International Criminal Justice: Mladic Update

On May31st Ratko Mladic arrived at The Hague and immediately was locked up in the Dutch prison used by the International Criminal Tribunal for the former Yugoslavia (ICTY).[1]

In the five days since his arrest and ordered extradition on May 26th,[2] Mladic appealed the Serbian court’s order of extradition to The Hague. The appeal asserted that he is physically and mentally unfit for trial. On May 31st the appeal was rejected.[3]

The following is a summary of the ICTY charges facing Mladic:

  • Genocide and complicity in genocide: for leading Bosnian Serb forces who massacred 8,000 Muslim men and boys in Srebrenica in 1995 and ethnically cleansed towns and villages in Bosnia of non-Serbs throughout the 1992-95 Bosnian war.
  • Crimes against humanity by persecution on the basis of religion: for killing, torturing, raping, deporting and illegally imprisoning Muslims and Croats.
  • War crimes by extermination, murder and cruel treatment: for widespread killing of non-Serb civilians in towns and villages targeted by Bosnian Serb forces and for the deadly campaign of sniping and shelling of civilians during the 44-month siege of the Bosnian capital, Sarajevo.
  • War crimes by taking hostages: for taking hostage United Nations military observers and peacekeepers. [4]

Through his son Mladic has denied that he ordered the massacre at Srebrenica.[5]

Now attention is being paid to how Mladic was able for so long to avoid arrest and whether those who aided his evasion of legal process are liable for crimes.[6]
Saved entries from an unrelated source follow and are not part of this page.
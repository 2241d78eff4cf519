use glam::{DMat3, DMat4, DVec3};

use crate::{so3, Mat6F64, Vec6F64};

/// Splits a twist into its translational and rotational parts `(ρ, φ)`.
#[inline]
pub(crate) fn split_twist(xi: &Vec6F64) -> (DVec3, DVec3) {
    (
        DVec3::new(xi[0], xi[1], xi[2]),
        DVec3::new(xi[3], xi[4], xi[5]),
    )
}

/// Stacks a translational and a rotational part into a twist `ξ = (ρ, φ)`.
#[inline]
pub(crate) fn join_twist(rho: DVec3, phi: DVec3) -> Vec6F64 {
    Vec6F64::new(rho.x, rho.y, rho.z, phi.x, phi.y, phi.z)
}

/// Copies a 3x3 block into `out` with its top-left corner at `(row, col)`.
fn set_block(out: &mut Mat6F64, row: usize, col: usize, block: DMat3) {
    for j in 0..3 {
        let column = block.col(j);
        for i in 0..3 {
            out[(row + i, col + j)] = column[i];
        }
    }
}

/// Vector space -> Lie algebra, as a 4x4 matrix.
///
/// ```text
/// ξ^ = | [φ]×  ρ |
///      |  0ᵀ   0 |
/// ```
pub fn hat(xi: &Vec6F64) -> DMat4 {
    let (rho, phi) = split_twist(xi);
    let skew = so3::hat(phi);
    DMat4::from_cols(
        skew.x_axis.extend(0.0),
        skew.y_axis.extend(0.0),
        skew.z_axis.extend(0.0),
        rho.extend(0.0),
    )
}

/// Adjoint of the Lie algebra, the 6x6 matrix with `ξ⋏ ζ = [ξ^, ζ^]∨`.
///
/// ```text
/// ξ⋏ = | [φ]×  [ρ]× |
///      |  0    [φ]× |
/// ```
pub fn curlyhat(xi: &Vec6F64) -> Mat6F64 {
    let (rho, phi) = split_twist(xi);
    let skew_phi = so3::hat(phi);

    let mut out = Mat6F64::zeros();
    set_block(&mut out, 0, 0, skew_phi);
    set_block(&mut out, 0, 3, so3::hat(rho));
    set_block(&mut out, 3, 3, skew_phi);
    out
}

/// Exponential map from a twist to a rotation and translation, `T_ba = exp(ξ_ab^)`.
///
/// Returns `(C_ba, r_ab_inb)` with `C_ba = vec2rot(φ, N)` and `r_ab_inb = J(φ, N) ρ`, where `J` is
/// the SO(3) left Jacobian. `num_terms` has the same meaning as in [`so3::vec2rot`]; the
/// Jacobian is evaluated with the same number of terms so the two stay consistent.
pub fn vec2tran(xi_ab: &Vec6F64, num_terms: u32) -> (DMat3, DVec3) {
    let (rho, phi) = split_twist(xi_ab);
    let c_ba = so3::vec2rot(phi, num_terms);
    let r_ab_inb = so3::vec2jac(phi, num_terms) * rho;
    (c_ba, r_ab_inb)
}

/// Logarithmic map from a rotation and translation to a twist.
///
/// `φ = rot2vec(C_ba)` and `ρ = J(φ)⁻¹ r_ab_inb`. Like [`so3::rot2vec`], the rotational part is
/// not unique when the rotation angle is exactly π.
pub fn tran2vec(c_ba: DMat3, r_ab_inb: DVec3) -> Vec6F64 {
    let phi = so3::rot2vec(c_ba);
    let rho = so3::vec2jacinv(phi, 0) * r_ab_inb;
    join_twist(rho, phi)
}

/// Adjoint representation of a transformation.
///
/// ```text
/// Ad(T) = | C   [r]× C |
///         | 0     C    |
/// ```
///
/// It maps a twist expressed in frame `a` to the same twist expressed in frame `b`:
/// `exp((Ad(T) ξ)^) = T exp(ξ^) T⁻¹`.
pub fn tran_ad(c_ba: DMat3, r_ab_inb: DVec3) -> Mat6F64 {
    let mut out = Mat6F64::zeros();
    set_block(&mut out, 0, 0, c_ba);
    set_block(&mut out, 0, 3, so3::hat(r_ab_inb) * c_ba);
    set_block(&mut out, 3, 3, c_ba);
    out
}

#[cfg(test)]
mod tests {
    use super::*;
    use approx::assert_relative_eq;
    use glam::DVec4;

    fn assert_mat3_eq(a: DMat3, b: DMat3, epsilon: f64) {
        for (x, y) in a.to_cols_array().iter().zip(b.to_cols_array().iter()) {
            assert_relative_eq!(x, y, epsilon = epsilon);
        }
    }

    fn assert_twist_eq(a: &Vec6F64, b: &Vec6F64, epsilon: f64) {
        for i in 0..6 {
            assert_relative_eq!(a[i], b[i], epsilon = epsilon);
        }
    }

    #[test]
    fn test_split_join() {
        let xi = Vec6F64::new(1.0, 2.0, 3.0, 4.0, 5.0, 6.0);
        let (rho, phi) = split_twist(&xi);
        assert_eq!(rho, DVec3::new(1.0, 2.0, 3.0));
        assert_eq!(phi, DVec3::new(4.0, 5.0, 6.0));
        assert_eq!(join_twist(rho, phi), xi);
    }

    #[test]
    fn test_hat() {
        let xi = Vec6F64::new(1.0, 2.0, 3.0, 0.1, 0.2, 0.3);
        let m = hat(&xi);

        assert_eq!(m.w_axis, DVec4::new(1.0, 2.0, 3.0, 0.0));
        assert_eq!(m.row(3), DVec4::ZERO);

        // acting on a homogeneous point gives φ x p + ρ
        let p = DVec3::new(-1.0, 0.5, 2.0);
        let out = m * p.extend(1.0);
        let expected = DVec3::new(0.1, 0.2, 0.3).cross(p) + DVec3::new(1.0, 2.0, 3.0);
        assert_relative_eq!(out.x, expected.x, epsilon = 1e-12);
        assert_relative_eq!(out.y, expected.y, epsilon = 1e-12);
        assert_relative_eq!(out.z, expected.z, epsilon = 1e-12);
        assert_eq!(out.w, 0.0);
    }

    #[test]
    fn test_curlyhat() {
        let xi = Vec6F64::new(0.3, -0.1, 0.2, 0.5, 0.4, -0.6);
        // ξ⋏ ξ = 0
        assert_twist_eq(&(curlyhat(&xi) * xi), &Vec6F64::zeros(), 1e-12);

        // ξ⋏ ζ matches the matrix commutator [ξ^, ζ^]
        let zeta = Vec6F64::new(-0.2, 0.7, 0.1, 0.0, 0.3, 0.9);
        let lhs = hat(&(curlyhat(&xi) * zeta));
        let rhs = hat(&xi) * hat(&zeta) - hat(&zeta) * hat(&xi);
        for (x, y) in lhs.to_cols_array().iter().zip(rhs.to_cols_array().iter()) {
            assert_relative_eq!(x, y, epsilon = 1e-12);
        }
    }

    #[test]
    fn test_vec2tran_zero() {
        let (c, r) = vec2tran(&Vec6F64::zeros(), 0);
        assert_eq!(c, DMat3::IDENTITY);
        assert_eq!(r, DVec3::ZERO);
    }

    #[test]
    fn test_vec2tran_pure_translation() {
        let (c, r) = vec2tran(&Vec6F64::new(1.0, -2.0, 3.0, 0.0, 0.0, 0.0), 0);
        assert_eq!(c, DMat3::IDENTITY);
        assert_eq!(r, DVec3::new(1.0, -2.0, 3.0));
    }

    #[test]
    fn test_vec2tran_matches_series() {
        let xi = Vec6F64::new(0.5, -0.3, 0.8, 0.2, 0.6, -0.4);
        let (c, r) = vec2tran(&xi, 0);
        let (c_series, r_series) = vec2tran(&xi, 25);

        assert_mat3_eq(c_series, c, 1e-12);
        assert_relative_eq!(r_series.x, r.x, epsilon = 1e-12);
        assert_relative_eq!(r_series.y, r.y, epsilon = 1e-12);
        assert_relative_eq!(r_series.z, r.z, epsilon = 1e-12);
    }

    #[test]
    fn test_vec2tran_tran2vec() {
        let test_twists = [
            Vec6F64::new(0.1, 0.2, 0.3, 0.4, 0.5, 0.6),
            Vec6F64::new(-1.0, 2.0, 0.5, 0.0, 0.0, 0.0),
            Vec6F64::new(3.0, -1.0, 0.2, 1e-9, -2e-9, 1e-9),
            Vec6F64::new(0.7, 0.0, -0.4, -1.5, 1.0, 1.2),
        ];

        for xi in test_twists.iter() {
            let (c, r) = vec2tran(xi, 0);
            assert_twist_eq(&tran2vec(c, r), xi, 1e-9);
        }
    }

    #[test]
    fn test_tran_ad_identity() {
        assert_eq!(
            tran_ad(DMat3::IDENTITY, DVec3::ZERO),
            Mat6F64::identity()
        );
    }

    #[test]
    fn test_tran_ad_blocks() {
        let c = so3::exp(DVec3::new(0.1, -0.3, 0.2));
        let r = DVec3::new(1.0, 2.0, -0.5);
        let ad = tran_ad(c, r);

        let rc = so3::hat(r) * c;
        for i in 0..3 {
            for j in 0..3 {
                assert_eq!(ad[(i, j)], c.col(j)[i]);
                assert_eq!(ad[(i, j + 3)], rc.col(j)[i]);
                assert_eq!(ad[(i + 3, j)], 0.0);
                assert_eq!(ad[(i + 3, j + 3)], c.col(j)[i]);
            }
        }
    }

    #[test]
    fn test_tran_ad_conjugation() {
        // exp((Ad(T) ξ)^) == T exp(ξ^) T⁻¹
        let (c_t, r_t) = vec2tran(&Vec6F64::new(0.4, -1.0, 0.3, 0.2, 0.1, -0.5), 0);
        let xi = Vec6F64::new(-0.2, 0.5, 0.9, 0.3, -0.6, 0.1);

        let to_mat4 = |c: DMat3, r: DVec3| {
            DMat4::from_cols(
                c.x_axis.extend(0.0),
                c.y_axis.extend(0.0),
                c.z_axis.extend(0.0),
                r.extend(1.0),
            )
        };

        let t = to_mat4(c_t, r_t);
        let (c_xi, r_xi) = vec2tran(&xi, 0);
        let lhs = t * to_mat4(c_xi, r_xi) * t.inverse();

        let (c_ad, r_ad) = vec2tran(&(tran_ad(c_t, r_t) * xi), 0);
        let rhs = to_mat4(c_ad, r_ad);

        for (x, y) in lhs.to_cols_array().iter().zip(rhs.to_cols_array().iter()) {
            assert_relative_eq!(x, y, epsilon = 1e-10);
        }
    }
}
Mladic still has supporters in Serbia, and on May 29th around 10,000 of them rallied in Belgrade to protest the arrest and threatened extradition of Mladic to the ICTY at The Hague. The crowd also demanded the resignation of the Serbian president, Boris Tadic, whom they called a traitor to Serbia for his willingness to hand over alleged war criminals to the tribunal.[7]

The ICTY has jurisdiction over perpetrators of atrocities committed during the Balkan wars of the 1990s, including grave breaches of the 1949 Geneva Conventions, violations of the laws or customs of war, genocide and crimes against humanity. It has indicted 161 ethnic Serbs, Croats and Muslims, the majority of whom are Serbs. The following summarizes the status of these 161 cases:[8]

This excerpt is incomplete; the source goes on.